Mr Trump, who is in Osaka, Japan, for a G20 summit, is due to arrive in South Korea later today. He is scheduled to leave tomorrow and return to Washington.
"While there, if Chairman Kim of North Korea sees this, I would meet him at the Border/DMZ just to shake his hand and say Hello(?)!" Mr Trump said on Twitter.
Mr Trump told reporters: "We'll be there and I just put out a feeler because I don't know where he is right now. He may not be in North Korea."
"If he's there, we'll see each other for two minutes, that's all we can, but that will be fine," he added. Mr Trump said he and Mr Kim "get along very well."
North Korea's mission to the United Nations did not immediately respond to a request for comment on Mr Trump’s offer.

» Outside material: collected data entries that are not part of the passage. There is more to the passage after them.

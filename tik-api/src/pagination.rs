/// Pagination envelope for list endpoints
///
/// ```json
/// {
///   "items": [...],
///   "total": 12,
///   "page": 2,
///   "size": 5,
///   "pages": 3,
///   "links": {
///     "first": "/users/?page=1&size=5",
///     "previous": "/users/?page=1&size=5",
///     "next": "/users/?page=3&size=5",
///     "last": "/users/?page=3&size=5"
///   }
/// }
/// ```
///
/// `previous` and `next` are null at the edges. The query parameters are
/// parsed and range-checked by the [`PageParams`] extractor in
/// [`crate::extract`].

use serde::{Deserialize, Serialize};

pub const DEFAULT_PAGE: i64 = 1;
pub const DEFAULT_PAGE_SIZE: i64 = 50;
pub const MAX_PAGE_SIZE: i64 = 100;

/// Validated `page` / `size` query parameters
#[derive(Debug, Clone, Copy, PartialEq, Eq)]
pub struct PageParams {
    /// 1-based page number
    pub page: i64,

    /// Items per page, 1..=100
    pub size: i64,
}

impl Default for PageParams {
    fn default() -> Self {
        Self {
            page: DEFAULT_PAGE,
            size: DEFAULT_PAGE_SIZE,
        }
    }
}

impl PageParams {
    pub fn limit(&self) -> i64 {
        self.size
    }

    pub fn offset(&self) -> i64 {
        (self.page - 1).saturating_mul(self.size)
    }
}

#[derive(Debug, Clone, PartialEq, Eq, Serialize, Deserialize)]
pub struct PageLinks {
    pub first: String,
    pub previous: Option<String>,
    pub next: Option<String>,
    pub last: String,
}

#[derive(Debug, Clone, Serialize, Deserialize)]
pub struct Page<T> {
    pub items: Vec<T>,
    pub total: i64,
    pub page: i64,
    pub size: i64,
    pub pages: i64,
    pub links: PageLinks,
}

impl<T> Page<T> {
    /// Wraps one page of items; `base_path` is the collection path, e.g. `/users/`
    pub fn new(items: Vec<T>, total: i64, params: PageParams, base_path: &str) -> Self {
        let PageParams { page, size } = params;
        let pages = (total + size - 1) / size;

        let link = |page: i64| format!("{}?page={}&size={}", base_path, page, size);

        let links = PageLinks {
            first: link(1),
            previous: (page > 1).then(|| link(page - 1)),
            next: (page < pages).then(|| link(page + 1)),
            last: link(pages.max(1)),
        };

        Self {
            items,
            total,
            page,
            size,
            pages,
            links,
        }
    }
}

After some very important meetings, including my meeting with President Xi of China, I will be leaving Japan for South Korea (with President Moon). While there, if Chairman Kim of North Korea sees this, I would meet him at the Border/DMZ just to shake his hand and say Hello(?)!
— Donald J. Trump (@realDonaldTrump) June 28, 2019
US special envoy Stephen Biegun said yesterday the United States was ready to hold constructive talks with North Korea to follow through on a denuclearisation agreement reached by the two countries last year, South Korea's foreign ministry said.
Mr Biegun told his South Korean counterpart, Lee Do-hoon, that Washington wanted to make "simultaneous, parallel" progress on the agreement reached at a summit between Mr Trump and Mr Kim in Singapore last year, the ministry said in a statement.
Both sides had agreed to establish new relations and work towards denuclearisation of the Korean peninsula.
But negotiations have stalled since a second summit in Vietnam in February collapsed as the two sides failed to narrow differences between US calls for denuclearisation and North Korean demands for sanctions relief.
South Korea's presidential office said nothing was confirmed with regards to a Trump-Kim meeting.
"Nothing is fixed at the moment, and our previous position of hoping for dialogue between North Korea and the United States remains unchanged," the office said.

Mr Trump told reporters his offer for a meeting was a spur-of-the-moment idea. "I just thought of it this morning," he said.
Mr Trump wanted to visit the DMZ on a 2017 visit to South Korea but he was forced to put off the plan because of bad weather.
He said before departing for the G20 Osaka Summit that he did not expect to meet Mr Kim during his trip.
US Secretary of State Mike Pompeo said this week that a recent exchange of letters between the two boosted hopes for a restart of talks, calling it a "very real possibility."
Mr Trump told reporters the North Korean leader had sent him a birthday card, and so he sent him a letter in return.
North Korea's official KCNA news agency said Mr Trump's letter had "excellent content" and Mr Kim would "seriously contemplate" it, without elaborating.
Mr Trump has previously said publicly he had received a very warm "beautiful letter" from Mr Kim.
He has not divulged its contents, but the White House official, who did not want to be identified, described the letter as "very flowery."